President Barack Obama has warned the Turkish prime minister that Ankara’s position on Israel and Iran could lessen its chances of obtaining US weapons, a report said Monday.
The Turkish leader, Recep Tayyip Erdogan, wants to buy American drone aircraft to attack separatist Kurdish rebels after the US military withdraws from Iraq at the end of 2011, Britain’s Financial Times newspaper reported.
The rebel group, the Kurdistan Workers’ Party (PKK), has bases in the mountains in the north of Iraq, near the Turkish border.
“The president has said to Erdogan that some of the actions that Turkey has taken have caused questions to be raised on the Hill (Congress),” a senior administration official was quoted as saying in the daily paper.
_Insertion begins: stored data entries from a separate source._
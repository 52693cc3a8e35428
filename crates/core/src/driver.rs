//! The narrow browser seam every controller component goes through.
//!
//! [`Driver`] is deliberately small: it exposes exactly the element queries and
//! actions the cafeteria and chat flows need. [`WebDriver`](crate::WebDriver) is the
//! production implementation; tests drive the controller with an in-memory page.

use std::fmt;

use async_trait::async_trait;
use serde_json::Value;

use crate::error::Result;

/// A CSS selector identifying zero or more elements in the current document.
#[derive(Debug, Clone, PartialEq, Eq, Hash)]
pub struct Selector(String);

impl Selector {
	/// Wraps a CSS selector.
	pub fn css(selector: impl Into<String>) -> Self {
		Self(selector.into())
	}

	/// Selects `tag` elements whose `attr` attribute equals `value` exactly.
	///
	/// Quotes and backslashes in `value` are escaped so arbitrary display names are safe.
	pub fn attr_equals(tag: &str, attr: &str, value: &str) -> Self {
		let escaped = value.replace('\\', "\\\\").replace('"', "\\\"");
		Self(format!("{tag}[{attr}=\"{escaped}\"]"))
	}

	/// Returns the selector text.
	pub fn as_str(&self) -> &str {
		&self.0
	}
}

impl fmt::Display for Selector {
	fn fmt(&self, f: &mut fmt::Formatter<'_>) -> fmt::Result {
		f.write_str(&self.0)
	}
}

impl From<&str> for Selector {
	fn from(value: &str) -> Self {
		Self::css(value)
	}
}

/// Browser operations the controller relies on.
///
/// Element handles are only valid until the next DOM mutation; callers
/// re-query rather than hold on to them.
#[async_trait]
pub trait Driver: Send + Sync {
	/// Opaque handle to one element.
	type Element: Clone + Send + Sync;

	/// Navigates the current window to `url`.
	async fn goto(&self, url: &str) -> Result<()>;

	/// Returns every element matching `selector`, in document order.
	async fn find_all(&self, selector: &Selector) -> Result<Vec<Self::Element>>;

	/// Returns every descendant of `parent` matching `selector`, in document order.
	async fn find_all_within(&self, parent: &Self::Element, selector: &Selector) -> Result<Vec<Self::Element>>;

	/// Rendered text of an element.
	async fn text(&self, element: &Self::Element) -> Result<String>;

	/// Value of an attribute, `None` when absent.
	async fn attribute(&self, element: &Self::Element, name: &str) -> Result<Option<String>>;

	/// Whether the element is displayed and enabled.
	async fn is_clickable(&self, element: &Self::Element) -> Result<bool>;

	/// Scrolls the element to the vertical center of the viewport.
	async fn scroll_into_view(&self, element: &Self::Element) -> Result<()>;

	async fn click(&self, element: &Self::Element) -> Result<()>;

	/// Clears an editable element.
	async fn clear(&self, element: &Self::Element) -> Result<()>;

	/// Types `text` into an element.
	async fn send_keys(&self, element: &Self::Element, text: &str) -> Result<()>;

	/// Sends the Enter key to an element.
	async fn press_enter(&self, element: &Self::Element) -> Result<()>;

	/// Runs a script body in the page and returns its JSON result.
	///
	/// The script must `return` its value.
	async fn evaluate(&self, script: &str) -> Result<Value>;

	/// Maximizes the browser window.
	async fn maximize(&self) -> Result<()>;

	/// Ends the browser session.
	async fn close(&self) -> Result<()>;
}
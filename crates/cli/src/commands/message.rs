use std::time::Instant;

use cafe::BrowserSession;

use super::{Context, finish, order};
use crate::cli::MessageArgs;
use crate::error::Result;

pub async fn run(ctx: &Context, args: MessageArgs) -> Result<()> {
	let start = Instant::now();
	let text = compose(ctx, &args).await?;
	ctx.emit("message", start, text);
	Ok(())
}

/// Opens the page, applies any requested order and renders the message.
pub(super) async fn compose(ctx: &Context, args: &MessageArgs) -> Result<String> {
	let url = ctx.config.page_url(args.order.page.url.as_deref())?;

	let mut session = ctx.cafe_session(&args.order.page).await?;
	let outcome = compose_on_page(ctx, &mut session, &url, args).await;
	finish(session).await;
	outcome
}

async fn compose_on_page(ctx: &Context, session: &mut BrowserSession, url: &str, args: &MessageArgs) -> Result<String> {
	let mut cafe = ctx.controller(session);
	cafe.open(url).await?;
	if args.order.has_products() {
		order::apply(&mut cafe, &args.order, ctx.config.pace(args.order.pace_ms)).await?;
	}
	Ok(cafe.compose_message(&ctx.config.template, args.with_cart).await?)
}
//! [`Driver`] over W3C WebDriver via `fantoccini`.

use async_trait::async_trait;
use fantoccini::key::Key;
use fantoccini::{Client, Locator};
use serde_json::Value;

use crate::driver::{Driver, Selector};
use crate::error::{Error, Result};

/// Element handle returned by [`WebDriver`].
pub type WebElement = fantoccini::elements::Element;

const SCROLL_CENTER_SCRIPT: &str = "arguments[0].scrollIntoView({block: 'center'});";

/// A connected WebDriver client.
#[derive(Clone)]
pub struct WebDriver {
	client: Client,
}

impl WebDriver {
	pub(crate) fn new(client: Client) -> Self {
		Self { client }
	}

	/// Returns the underlying client.
	pub fn client(&self) -> &Client {
		&self.client
	}
}

#[async_trait]
impl Driver for WebDriver {
	type Element = WebElement;

	async fn goto(&self, url: &str) -> Result<()> {
		self.client.goto(url).await.map_err(|e| Error::Navigation {
			url: url.to_string(),
			message: e.to_string(),
		})
	}

	async fn find_all(&self, selector: &Selector) -> Result<Vec<WebElement>> {
		Ok(self.client.find_all(Locator::Css(selector.as_str())).await?)
	}

	async fn find_all_within(&self, parent: &WebElement, selector: &Selector) -> Result<Vec<WebElement>> {
		Ok(parent.find_all(Locator::Css(selector.as_str())).await?)
	}

	async fn text(&self, element: &WebElement) -> Result<String> {
		Ok(element.text().await?)
	}

	async fn attribute(&self, element: &WebElement, name: &str) -> Result<Option<String>> {
		Ok(element.attr(name).await?)
	}

	async fn is_clickable(&self, element: &WebElement) -> Result<bool> {
		Ok(element.is_displayed().await? && element.is_enabled().await?)
	}

	async fn scroll_into_view(&self, element: &WebElement) -> Result<()> {
		let arg = serde_json::to_value(element)?;
		self.client.execute(SCROLL_CENTER_SCRIPT, vec![arg]).await?;
		Ok(())
	}

	async fn click(&self, element: &WebElement) -> Result<()> {
		Ok(element.click().await?)
	}

	async fn clear(&self, element: &WebElement) -> Result<()> {
		Ok(element.clear().await?)
	}

	async fn send_keys(&self, element: &WebElement, text: &str) -> Result<()> {
		Ok(element.send_keys(text).await?)
	}

	async fn press_enter(&self, element: &WebElement) -> Result<()> {
		let enter: char = Key::Enter.into();
		Ok(element.send_keys(&enter.to_string()).await?)
	}

	async fn evaluate(&self, script: &str) -> Result<Value> {
		Ok(self.client.execute(script, Vec::new()).await?)
	}

	async fn maximize(&self) -> Result<()> {
		Ok(self.client.maximize_window().await?)
	}

	async fn close(&self) -> Result<()> {
		Ok(self.client.clone().close().await?)
	}
}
These questions centred on “whether we can have confidence in Turkey as an ally,” said the official.
“That means that some of the requests Turkey has made of us, for example in providing some of the weaponry that it would like to fight the PKK, will be harder for us to move through Congress.”
The United States voiced disappointment after Turkey voted against fresh UN sanctions on Iran, which the United Nations Security Council adopted in June.
Ankara argued that Tehran should be given a chance to carry out a nuclear fuel swap deal, brokered by Turkey and Brazil.
Relations between Turkey and Israel were thrown into crisis after an Israeli raid targeting Gaza-bound aid ships on May 31 that left nine Turks dead.
Obama called on Turkey to cool its rhetoric about the raid when he met Erdogan at the G20 summit in Toronto in June, said the FT.